Monday, June 24, 2019

A private argument (#MaverickMissive)

When I complain how he abuses his privilege, he tells me we don't have time for my prevarication.

You delay the inevitable, he says, by playing nice.

and I realize, he's right. There's no time. There's no time.

But you have no right, I tell him, even if you're right, to break me down
and magnify my fear to force the issue

His not-amused amusement wins me over to his side.
What is a right? he winks, In light of Right?
I do what is required. You could be brave instead.

And again, I can't argue the point, though I want to
and again, he stands beside the point I'm making
the right to choose.

he says,
watch, watch the potentials dwindle every day,
waste them away while you wait to find out you're pursuing what you need
in the wrong direction.

You don't know that, I want to say, but I know
he knows more than me.

Anyway, in the end, I'm powerless against him.
But now I know what his promises are worth.

Clumsy balance

A Message about Balance (CAI)
Balance is a matter of shifting the weight from one side to the other.

When we do this smoothly, it feels like holding one space

When we do this clumsily, it feels like stumbling, careening;
crashing down heavily from one side to the other;

a pendulum smashing momentum through our souls in both directions.

Friday, June 21, 2019

Shallow soil


Shallow Soil (CAI)

invitation seen as demand
encouragement felt as pressure
help received as interference
love taken as expectation;
shallow soil offers no rooting
my willing heart retracts
compresses, pulls tightly in
not sure how to beat without offending
and starting not to care.


Wednesday, June 19, 2019

As Seen


Obscura (CAI2019)
No one sees me
but I can't complain
I set it up that way, every day, again

because if you see me
if you see what I am
it might demand that you be
what you are

and I have learned
I have learned
I will learn again: that's no way to make friends.

Still, and holding still
I can see you
what you're made of

your being is a call to action
just like mine
shining example reflecting itself
each self, as seen

Sunday, June 16, 2019

Just Me

Nested Real (CAI2019)
An audience of one
is still billions
microbes and cells, celebrating union
oneness, selfness, as me
and what we see
oh, what we see
defies your narrow ideas of reality.

Thursday, June 13, 2019

Shine

Blind Beacon (CAI)

Shine

No leader, she
never saying, Follow Me
Just being, right there,
where we can see;

she's an unwitting invitation
blind beacon slowly noticing
her shine

Sunday, June 2, 2019

Pride

my own private rainbow (CAI219)

This being a "pride" weekend reminds me I'm bisexual.

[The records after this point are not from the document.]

//! Fleetline dispatch server.
//!
//! Production runtime around [`fleetline_core`]: vehicles connect over QUIC
//! and keep one session stream open, passengers request rides over HTTP, and
//! the dispatcher prices vehicles with an OSRM routing oracle.
//!
//! # Components
//!
//! - [`FleetRegistry`]: connected vehicle sessions, in registration order
//! - [`serve_session`]: per-vehicle read loop plus outbound writer
//! - [`handle_message`]: one inbound line to one state change and one reply
//! - [`LivenessPinger`]: periodic `PING` pushes, prunes dead sessions
//! - [`Dispatcher`]: matcher plus `RIDE_REQUEST` delivery
//! - [`OsrmClient`]: [`fleetline_core::RoutingOracle`] over HTTP
//! - [`VehicleEndpoint`]: QUIC endpoint for vehicles
//! - [`http::router`]: passenger endpoint
//! - [`Server`]: binds all of the above and runs until shutdown

#![forbid(unsafe_code)]
#![warn(missing_docs)]

mod connection;
mod dispatcher;
mod error;
mod handler;
pub mod http;
mod liveness;
mod osrm;
mod registry;
mod session;
mod system_env;
mod transport;

use std::{future::Future, net::SocketAddr, sync::Arc};

pub use connection::{DRAIN_TIMEOUT, serve_session};
pub use dispatcher::{Assignment, DispatchError, Dispatcher, FallbackPolicy};
pub use error::ServerError;
use fleetline_core::RoutingOracle;
pub use handler::{apply, handle_message};
pub use liveness::{DEFAULT_PING_INTERVAL, LivenessConfig, LivenessPinger};
pub use osrm::{DEFAULT_ORACLE_TIMEOUT, DEFAULT_OSRM_URL, OracleConfig, OsrmClient};
pub use registry::{FleetRegistry, RegistryError};
pub use session::{OUTBOUND_QUEUE_CAPACITY, SessionError, VehicleSession};
pub use system_env::SystemEnv;
use tokio::{net::TcpListener, sync::watch, task::JoinSet};
pub use transport::{TlsIdentity, VehicleConnection, VehicleEndpoint};

/// Server configuration for the production runtime.
#[derive(Debug, Clone)]
pub struct ServerRuntimeConfig {
    /// QUIC address for vehicles (e.g., "0.0.0.0:4433")
    pub bind_address: String,
    /// TCP address for the passenger HTTP endpoint (e.g., "0.0.0.0:8000")
    pub http_address: String,
    /// Path to TLS certificate (PEM format)
    pub cert_path: Option<String>,
    /// Path to TLS private key (PEM format)
    pub key_path: Option<String>,
    /// Maximum concurrently connected vehicles
    pub max_connections: usize,
    /// Routing oracle settings
    pub oracle: OracleConfig,
    /// Keepalive settings
    pub liveness: LivenessConfig,
    /// Behavior when no vehicle has a finite cost
    pub fallback: FallbackPolicy,
}

impl Default for ServerRuntimeConfig {
    fn default() -> Self {
        Self {
            bind_address: "0.0.0.0:4433".to_string(),
            http_address: "0.0.0.0:8000".to_string(),
            cert_path: None,
            key_path: None,
            max_connections: 10_000,
            oracle: OracleConfig::default(),
            liveness: LivenessConfig::default(),
            fallback: FallbackPolicy::default(),
        }
    }
}

/// Production fleetline server.
pub struct Server {
    fleet: Arc<FleetRegistry>,
    dispatcher: Arc<http::HttpDispatcher>,
    transport: VehicleEndpoint,
    http_listener: TcpListener,
    liveness: LivenessConfig,
    env: SystemEnv,
}

impl Server {
    /// Bind the QUIC and HTTP listeners.
    pub async fn bind(config: ServerRuntimeConfig) -> Result<Self, ServerError> {
        let env = SystemEnv::new();
        let fleet = Arc::new(FleetRegistry::with_max_sessions(config.max_connections));

        let oracle: Arc<dyn RoutingOracle> = Arc::new(OsrmClient::new(&config.oracle)?);
        let dispatcher =
            Arc::new(Dispatcher::new(Arc::clone(&fleet), oracle, env, config.fallback));

        let identity =
            TlsIdentity::from_paths(config.cert_path.as_deref(), config.key_path.as_deref());
        let transport = VehicleEndpoint::bind(&config.bind_address, &identity)?;

        let http_listener = TcpListener::bind(&config.http_address).await.map_err(|e| {
            ServerError::Config(format!("failed to bind HTTP '{}': {e}", config.http_address))
        })?;

        tracing::info!("routing oracle at {}", config.oracle.base_url);

        Ok(Self {
            fleet,
            dispatcher,
            transport,
            http_listener,
            liveness: config.liveness,
            env,
        })
    }

    /// Local QUIC address vehicles connect to.
    pub fn local_addr(&self) -> Result<SocketAddr, ServerError> {
        self.transport.local_addr()
    }

    /// Local HTTP address passengers connect to.
    pub fn http_addr(&self) -> Result<SocketAddr, ServerError> {
        Ok(self.http_listener.local_addr()?)
    }

    /// Run until `shutdown` resolves.
    ///
    /// On shutdown the endpoint stops accepting, every vehicle session is
    /// cancelled, and the pinger and HTTP server drain before this returns.
    pub async fn run<F>(self, shutdown: F) -> Result<(), ServerError>
    where
        F: Future<Output = ()> + Send,
    {
        let Self { fleet, dispatcher, transport, http_listener, liveness, env } = self;
        tracing::info!("Server starting on {}", transport.local_addr()?);

        let (stop_tx, stop_rx) = watch::channel(false);

        let pinger = LivenessPinger::new(Arc::clone(&fleet), env, liveness);
        let pinger_task = tokio::spawn(pinger.run(stop_rx.clone()));

        let http_task = {
            let mut stop = stop_rx.clone();
            let app = http::router(dispatcher);
            tokio::spawn(async move {
                axum::serve(http_listener, app)
                    .with_graceful_shutdown(async move {
                        let _ = stop.changed().await;
                    })
                    .await
            })
        };

        let mut connections = JoinSet::new();
        tokio::pin!(shutdown);

        loop {
            tokio::select! {
                () = &mut shutdown => break,
                accepted = transport.accept() => match accepted {
                    Ok(Some(conn)) => {
                        let fleet = Arc::clone(&fleet);
                        connections.spawn(async move {
                            if let Err(e) = handle_connection(conn, fleet, env).await {
                                tracing::debug!("Connection error: {}", e);
                            }
                        });
                    },
                    Ok(None) => {
                        tracing::warn!("QUIC endpoint closed");
                        break;
                    },
                    Err(e) => tracing::warn!("Accept error: {}", e),
                },
                Some(joined) = connections.join_next(), if !connections.is_empty() => {
                    if let Err(e) = joined
                        && e.is_panic()
                    {
                        tracing::error!("Connection task panicked: {}", e);
                    }
                },
            }
        }

        tracing::info!("Server shutting down, {} vehicles connected", fleet.len());
        let _ = stop_tx.send(true);
        transport.close();
        connections.shutdown().await;

        if let Err(e) = pinger_task.await {
            tracing::error!("Liveness task failed: {}", e);
        }
        match http_task.await {
            Ok(Ok(())) => {},
            Ok(Err(e)) => return Err(ServerError::Transport(format!("HTTP server failed: {e}"))),
            Err(e) => return Err(ServerError::Internal(format!("HTTP task failed: {e}"))),
        }

        Ok(())
    }
}

/// Serve the session stream of a single QUIC connection.
async fn handle_connection(
    conn: VehicleConnection,
    fleet: Arc<FleetRegistry>,
    env: SystemEnv,
) -> Result<(), ServerError> {
    let remote = conn.remote_addr();
    let (send, recv) = conn.session_stream().await?;
    tracing::debug!("Session stream opened from {}", remote);

    // Closing the connection discards stream data the vehicle has not
    // acknowledged, so wait for the finished stream to be delivered first.
    let delivered = send.stopped();
    let result = serve_session(recv, send, fleet, env).await;
    if tokio::time::timeout(DRAIN_TIMEOUT, delivered).await.is_err() {
        tracing::debug!("Vehicle at {} did not acknowledge final replies", remote);
    }
    conn.finish("session closed");
    result
}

It's easy to forget, in this life I'm in. I had a "queer identity" once - I've embraced polyamory and open relationships, I've had sex with women and men and combinations thereof. I never considered myself "straight" until I entered a monogamous marriage with a man 15 years ago. It's interesting, how easy it is to just let everyone put your new identity in place - the middle-class, married lady. How easy it is to forget you ever occupied a marginal place, that your sexuality was part of your personhood and not just something that happened (however satisfyingly) twice a week. To not even notice how you take it for granted that you can just be loving together and everyone accepts it as normal.

Sexuality is not straight-forward (sic). What does it mean to be bisexual, or "demisexual" (as I learn there is a term that's a closer fit), when you're married in a hetero-normative way?

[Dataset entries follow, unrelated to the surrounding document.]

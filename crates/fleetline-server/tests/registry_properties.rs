//! Property tests for fleet membership.
//!
//! The registry is checked against a plain ordered list: whatever sequence of
//! registrations and removals is applied, the snapshot must list exactly the
//! live sessions in the order they joined.

use std::sync::Arc;

use fleetline_server::{FleetRegistry, RegistryError, VehicleSession};
use proptest::prelude::*;

#[derive(Debug, Clone)]
enum Op {
    Register(u64),
    Unregister(u64),
}

fn op() -> impl Strategy<Value = Op> {
    // Small id space so duplicates and removals of live sessions are common.
    prop_oneof![(1u64..16).prop_map(Op::Register), (1u64..16).prop_map(Op::Unregister)]
}

proptest! {
    #![proptest_config(ProptestConfig::with_cases(256))]

    #[test]
    fn snapshot_matches_ordered_model(ops in prop::collection::vec(op(), 0..64), cap in 1usize..12) {
        let fleet = FleetRegistry::with_max_sessions(cap);
        let mut model: Vec<u64> = Vec::new();

        for op in ops {
            match op {
                Op::Register(id) => {
                    let (session, _rx) = VehicleSession::new(id, 0);
                    let result = fleet.register(Arc::new(session));
                    if model.contains(&id) {
                        prop_assert_eq!(result, Err(RegistryError::DuplicateSession(id)));
                    } else if model.len() >= cap {
                        prop_assert_eq!(result, Err(RegistryError::CapacityExceeded { max: cap }));
                    } else {
                        prop_assert_eq!(result, Ok(()));
                        model.push(id);
                    }
                },
                Op::Unregister(id) => {
                    let removed = fleet.unregister(id);
                    let position = model.iter().position(|live| *live == id);
                    prop_assert_eq!(removed.map(|s| s.id()), position.map(|p| model.remove(p)));
                },
            }

            let ids: Vec<u64> = fleet.snapshot().iter().map(|s| s.id()).collect();
            prop_assert_eq!(&ids, &model);
            prop_assert_eq!(fleet.len(), model.len());
        }
    }

    #[test]
    fn snapshot_is_unaffected_by_later_changes(ids in prop::collection::hash_set(1u64..1000, 1..20)) {
        let fleet = FleetRegistry::new();
        for id in &ids {
            let (session, _rx) = VehicleSession::new(*id, 0);
            fleet.register(Arc::new(session)).unwrap();
        }

        let before = fleet.snapshot();
        for id in &ids {
            fleet.unregister(*id);
        }

        prop_assert!(fleet.is_empty());
        prop_assert_eq!(before.len(), ids.len());
    }
}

As one drunken acquaintance put it, what's the point of being "bisexual" and marrying a man? You might as well be hetero.

Others have told me I'm actually hetero but was experimenting, or that I'm actually gay and deluding myself. There have been many opinions.

So as I approach this "pride" weekend, I don't know where I fit. If I show up with my husband, do I turn into an ally instead of a community member? Do I still fit in not fitting, when all my outward appearances label me part of the norm?

Does it matter?

I guess it must, if I ask the question.  But should it? I don't know. I mean, where's my pride?